**Problem to solve**
Search for the word "kind" in the entries. Each line that holds it should be copied.
(Dataset extract)
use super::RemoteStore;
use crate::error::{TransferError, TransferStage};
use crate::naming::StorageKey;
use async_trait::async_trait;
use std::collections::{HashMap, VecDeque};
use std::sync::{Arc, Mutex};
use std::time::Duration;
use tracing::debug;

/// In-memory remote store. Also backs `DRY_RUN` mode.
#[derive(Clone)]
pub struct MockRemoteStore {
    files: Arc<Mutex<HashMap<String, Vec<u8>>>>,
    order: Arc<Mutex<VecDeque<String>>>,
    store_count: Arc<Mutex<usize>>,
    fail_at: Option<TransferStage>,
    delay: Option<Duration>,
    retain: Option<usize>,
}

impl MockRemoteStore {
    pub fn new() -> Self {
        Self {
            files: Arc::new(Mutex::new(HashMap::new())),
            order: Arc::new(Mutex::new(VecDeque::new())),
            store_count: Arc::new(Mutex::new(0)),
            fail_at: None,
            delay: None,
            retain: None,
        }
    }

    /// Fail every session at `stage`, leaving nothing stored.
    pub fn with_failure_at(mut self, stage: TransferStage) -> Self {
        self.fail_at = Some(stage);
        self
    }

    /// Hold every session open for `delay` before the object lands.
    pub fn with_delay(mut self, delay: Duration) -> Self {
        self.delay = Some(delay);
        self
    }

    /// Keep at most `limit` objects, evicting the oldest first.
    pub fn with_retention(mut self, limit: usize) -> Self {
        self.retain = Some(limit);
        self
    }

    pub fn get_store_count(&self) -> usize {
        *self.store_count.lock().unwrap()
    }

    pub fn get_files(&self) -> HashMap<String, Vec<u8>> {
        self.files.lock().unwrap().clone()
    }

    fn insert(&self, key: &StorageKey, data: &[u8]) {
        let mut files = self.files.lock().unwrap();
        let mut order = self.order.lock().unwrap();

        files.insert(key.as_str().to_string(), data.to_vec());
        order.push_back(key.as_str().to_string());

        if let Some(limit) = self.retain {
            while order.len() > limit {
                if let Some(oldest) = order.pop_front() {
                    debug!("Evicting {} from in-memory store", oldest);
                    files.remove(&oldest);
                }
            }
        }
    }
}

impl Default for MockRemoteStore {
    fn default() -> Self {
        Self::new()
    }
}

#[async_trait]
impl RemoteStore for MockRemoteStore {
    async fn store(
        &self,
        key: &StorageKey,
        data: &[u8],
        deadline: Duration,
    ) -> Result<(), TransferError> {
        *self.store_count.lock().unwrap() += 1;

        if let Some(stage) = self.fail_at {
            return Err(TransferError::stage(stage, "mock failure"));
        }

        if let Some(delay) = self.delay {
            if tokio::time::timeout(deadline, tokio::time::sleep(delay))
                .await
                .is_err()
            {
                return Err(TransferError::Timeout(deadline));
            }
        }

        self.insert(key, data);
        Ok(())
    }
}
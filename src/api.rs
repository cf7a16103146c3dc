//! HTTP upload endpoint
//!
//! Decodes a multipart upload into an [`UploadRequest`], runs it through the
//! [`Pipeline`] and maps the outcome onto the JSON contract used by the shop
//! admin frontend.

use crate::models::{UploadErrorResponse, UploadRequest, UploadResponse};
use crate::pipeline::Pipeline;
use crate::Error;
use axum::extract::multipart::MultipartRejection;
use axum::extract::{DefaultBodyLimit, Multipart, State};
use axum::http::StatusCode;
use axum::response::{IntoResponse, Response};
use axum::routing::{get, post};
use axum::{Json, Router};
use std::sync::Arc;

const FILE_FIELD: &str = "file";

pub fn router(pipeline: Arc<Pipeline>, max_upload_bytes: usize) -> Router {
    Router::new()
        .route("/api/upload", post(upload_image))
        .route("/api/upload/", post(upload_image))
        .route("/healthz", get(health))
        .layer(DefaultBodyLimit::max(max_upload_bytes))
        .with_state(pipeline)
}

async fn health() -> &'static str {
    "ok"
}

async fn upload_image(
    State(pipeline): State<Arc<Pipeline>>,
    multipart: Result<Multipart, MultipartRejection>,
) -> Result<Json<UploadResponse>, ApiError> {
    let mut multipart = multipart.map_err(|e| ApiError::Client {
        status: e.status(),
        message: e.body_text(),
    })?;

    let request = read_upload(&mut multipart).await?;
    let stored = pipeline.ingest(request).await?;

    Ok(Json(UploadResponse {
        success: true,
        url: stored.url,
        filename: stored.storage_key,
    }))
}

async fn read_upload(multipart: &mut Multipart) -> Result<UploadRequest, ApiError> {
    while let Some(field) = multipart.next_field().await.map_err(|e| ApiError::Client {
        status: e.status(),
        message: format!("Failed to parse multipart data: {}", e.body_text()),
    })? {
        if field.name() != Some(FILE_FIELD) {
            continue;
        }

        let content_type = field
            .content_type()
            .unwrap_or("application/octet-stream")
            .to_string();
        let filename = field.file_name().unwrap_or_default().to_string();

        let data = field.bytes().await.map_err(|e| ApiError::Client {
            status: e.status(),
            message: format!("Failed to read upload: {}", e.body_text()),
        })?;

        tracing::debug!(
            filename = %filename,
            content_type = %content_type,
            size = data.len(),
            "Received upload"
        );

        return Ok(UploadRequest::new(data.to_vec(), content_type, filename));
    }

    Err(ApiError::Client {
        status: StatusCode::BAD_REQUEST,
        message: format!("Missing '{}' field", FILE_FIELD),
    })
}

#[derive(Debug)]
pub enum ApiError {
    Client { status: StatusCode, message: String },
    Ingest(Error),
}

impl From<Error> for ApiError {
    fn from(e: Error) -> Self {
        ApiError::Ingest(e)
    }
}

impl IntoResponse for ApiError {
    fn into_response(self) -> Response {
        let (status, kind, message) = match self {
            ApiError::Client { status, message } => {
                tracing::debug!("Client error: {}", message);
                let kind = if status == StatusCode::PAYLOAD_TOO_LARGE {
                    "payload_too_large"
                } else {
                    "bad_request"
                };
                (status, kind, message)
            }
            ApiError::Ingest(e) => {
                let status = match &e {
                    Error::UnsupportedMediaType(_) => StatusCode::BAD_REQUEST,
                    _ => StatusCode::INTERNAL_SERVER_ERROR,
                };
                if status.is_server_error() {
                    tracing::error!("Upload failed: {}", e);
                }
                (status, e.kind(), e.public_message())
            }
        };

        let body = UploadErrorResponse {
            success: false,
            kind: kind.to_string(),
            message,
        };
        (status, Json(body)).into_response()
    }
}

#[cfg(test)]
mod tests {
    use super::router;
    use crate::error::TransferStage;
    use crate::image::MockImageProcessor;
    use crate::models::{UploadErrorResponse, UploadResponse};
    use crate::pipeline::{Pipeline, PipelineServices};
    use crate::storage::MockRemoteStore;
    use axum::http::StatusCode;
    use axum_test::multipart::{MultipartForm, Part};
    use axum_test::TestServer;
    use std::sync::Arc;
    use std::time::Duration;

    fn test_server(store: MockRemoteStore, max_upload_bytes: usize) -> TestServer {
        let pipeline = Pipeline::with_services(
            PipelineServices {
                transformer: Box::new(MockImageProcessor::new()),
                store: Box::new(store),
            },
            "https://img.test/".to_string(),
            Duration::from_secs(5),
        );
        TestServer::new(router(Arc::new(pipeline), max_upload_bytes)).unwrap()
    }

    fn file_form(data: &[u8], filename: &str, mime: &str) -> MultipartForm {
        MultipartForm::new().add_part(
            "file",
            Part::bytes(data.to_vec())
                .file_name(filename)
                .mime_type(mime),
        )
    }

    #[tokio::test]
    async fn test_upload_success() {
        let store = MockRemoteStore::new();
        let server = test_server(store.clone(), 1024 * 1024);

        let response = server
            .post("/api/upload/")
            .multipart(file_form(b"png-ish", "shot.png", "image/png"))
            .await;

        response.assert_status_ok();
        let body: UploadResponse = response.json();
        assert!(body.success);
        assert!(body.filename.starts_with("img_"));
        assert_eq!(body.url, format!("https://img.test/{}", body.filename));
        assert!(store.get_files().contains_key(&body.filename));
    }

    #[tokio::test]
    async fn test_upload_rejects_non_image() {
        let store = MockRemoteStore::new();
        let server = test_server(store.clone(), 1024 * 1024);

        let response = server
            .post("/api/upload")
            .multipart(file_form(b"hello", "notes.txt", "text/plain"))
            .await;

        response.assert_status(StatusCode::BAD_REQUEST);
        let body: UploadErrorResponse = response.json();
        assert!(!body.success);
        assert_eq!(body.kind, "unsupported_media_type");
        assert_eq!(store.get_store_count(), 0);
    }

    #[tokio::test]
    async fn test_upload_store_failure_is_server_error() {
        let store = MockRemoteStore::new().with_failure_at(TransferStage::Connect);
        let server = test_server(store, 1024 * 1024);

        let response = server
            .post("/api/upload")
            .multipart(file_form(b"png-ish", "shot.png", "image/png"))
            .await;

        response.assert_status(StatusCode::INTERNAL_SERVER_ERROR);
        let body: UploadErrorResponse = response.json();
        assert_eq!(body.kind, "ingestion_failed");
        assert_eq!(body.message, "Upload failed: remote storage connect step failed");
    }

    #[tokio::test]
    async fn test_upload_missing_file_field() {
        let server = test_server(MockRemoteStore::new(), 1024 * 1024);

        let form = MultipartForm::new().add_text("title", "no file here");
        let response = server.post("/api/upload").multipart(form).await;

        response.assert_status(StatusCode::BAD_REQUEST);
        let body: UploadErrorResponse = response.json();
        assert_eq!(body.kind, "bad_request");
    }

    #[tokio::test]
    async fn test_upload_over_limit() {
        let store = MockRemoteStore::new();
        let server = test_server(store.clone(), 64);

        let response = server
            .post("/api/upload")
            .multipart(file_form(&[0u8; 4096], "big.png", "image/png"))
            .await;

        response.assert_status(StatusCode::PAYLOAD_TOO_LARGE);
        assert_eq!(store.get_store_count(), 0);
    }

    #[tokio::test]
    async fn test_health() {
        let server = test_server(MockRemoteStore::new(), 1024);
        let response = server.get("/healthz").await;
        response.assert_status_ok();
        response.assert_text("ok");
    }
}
(End Dataset extract)
**Exercise output**
        let (status, kind, message) = match self {
                let kind = if status == StatusCode::PAYLOAD_TOO_LARGE {
                (status, kind, message)
                (status, e.kind(), e.public_message())
            kind: kind.to_string(),
        assert_eq!(body.kind, "unsupported_media_type");
        assert_eq!(body.kind, "ingestion_failed");
        assert_eq!(body.kind, "bad_request");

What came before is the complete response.